どうやら、新婚早々、俺がライカの尻に敷かれて、財布の紐を握られているのだと、全員が勘違いをしているらしい。
(そうじゃなくて、王城で暮らしていると、金を払う機会が無いだけなんだけど)
『あっても踏み倒しているだけでは?』
(後でお城に請求が行くようにしているからセーフ)
実際のところは、俺が財布を管理すると十中八九ドンブリ勘定をしてしまうので、ライカに財布を預けているだけだ。
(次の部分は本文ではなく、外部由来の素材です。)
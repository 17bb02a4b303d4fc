use async_trait::async_trait;
use serde_json::json;
use tracing::info;

use super::OpenAiClient;
use crate::types::{Result, StructuredInsight, StructuredSummary};

const SYSTEM_PROMPT: &str = "You are a senior B2B marketing strategist in the UK.";

/// Derives portfolio-fit insights from a structured summary.
#[async_trait]
pub trait InsightGenerator: Send + Sync {
    async fn derive_insights(&self, summary: &StructuredSummary) -> Result<StructuredInsight>;
}

fn response_format() -> serde_json::Value {
    json!({
        "type": "json_schema",
        "json_schema": {
            "name": "insight_schema",
            "schema": {
                "type": "object",
                "additionalProperties": false,
                "properties": {
                    "freelancer_actions": {"type": "array", "items": {"type": "string"}},
                    "client_playbook": {"type": "array", "items": {"type": "string"}},
                    "measurement": {"type": "array", "items": {"type": "string"}},
                    "risk_watchouts": {"type": "array", "items": {"type": "string"}},
                    "draft_titles": {"type": "array", "items": {"type": "string"}},
                    "confidence": {"type": "number", "minimum": 0.0, "maximum": 1.0},
                    "short_rationale": {"type": "string"}
                },
                "required": [
                    "freelancer_actions",
                    "client_playbook",
                    "measurement",
                    "risk_watchouts",
                    "draft_titles",
                    "confidence",
                    "short_rationale"
                ]
            },
            "strict": true
        }
    })
}

#[async_trait]
impl InsightGenerator for OpenAiClient {
    async fn derive_insights(&self, summary: &StructuredSummary) -> Result<StructuredInsight> {
        info!("Deriving insights");

        let user = format!(
            "Given the following summariser JSON, return strict JSON with keys: \
             freelancer_actions[], client_playbook[], measurement[], risk_watchouts[], \
             draft_titles[], plus a confidence 0.0-1.0 and short_rationale.\n\n{}",
            serde_json::to_string(summary)?
        );

        let raw = self
            .chat_json(&self.insight_model, SYSTEM_PROMPT, &user, response_format())
            .await?;

        Ok(serde_json::from_str(&raw).unwrap_or_else(|_| StructuredInsight::fallback(&raw)))
    }
}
そういう意味では、財布の紐を握られているというのも勘違いではない。
その後、完成までにかかる日数などの細かい話をしてから、俺は工房を後にした。
*
その日の夕方、開発途中の街の広場にウォートシエイラの住人がほぼ全員集まって、宴会が催された。
宴会の名目は、勇者ご一行の歓迎ということになっているが、実際のところは俺とライカの結婚祝いを兼ねているのだろう。
実際、ライカ、ヒナ、ロザリアの花嫁(予定)の周囲には、宴会が始まってから終わるまで常に人だかりができていた。
ライカは昔からの顔馴染に囲まれて、終始笑顔のまま。
ヒナも聖女として鍛えられた持ち前の舞台度胸を発揮して、やはり最後まで笑顔のまま。
三人の中で最もあたふたしていたのは、意外にもロザリアだった。
貴族の社交場では百戦錬磨(予想)のロザリアも、飲めや歌えやの宴会場に放り込まれるのは初めての経験だったのだろう。
周りにいるのが獣人ばかりというのも、ロザリアを戸惑わせる要因になっていたはずだ。
一応、護衛のゲンジロウ爺さんが付かず離れずの距離で見張っていたが、当然ながら集落の住人の中に、ロザリアに危害を加えようとする者がいるはずもない。
しばらくしてから、再びゲンジロウ爺さんに目をやると、すっかり警戒を解いた様子でちびりちびりと酒を口に運んでいた。
*
そんなこんなで楽しかった宴会が終わった後、ライカだけはボルゾイと一緒に集落の自宅に帰り、俺たちはフランツ一押しの来客用の宿泊施設に泊まることになった。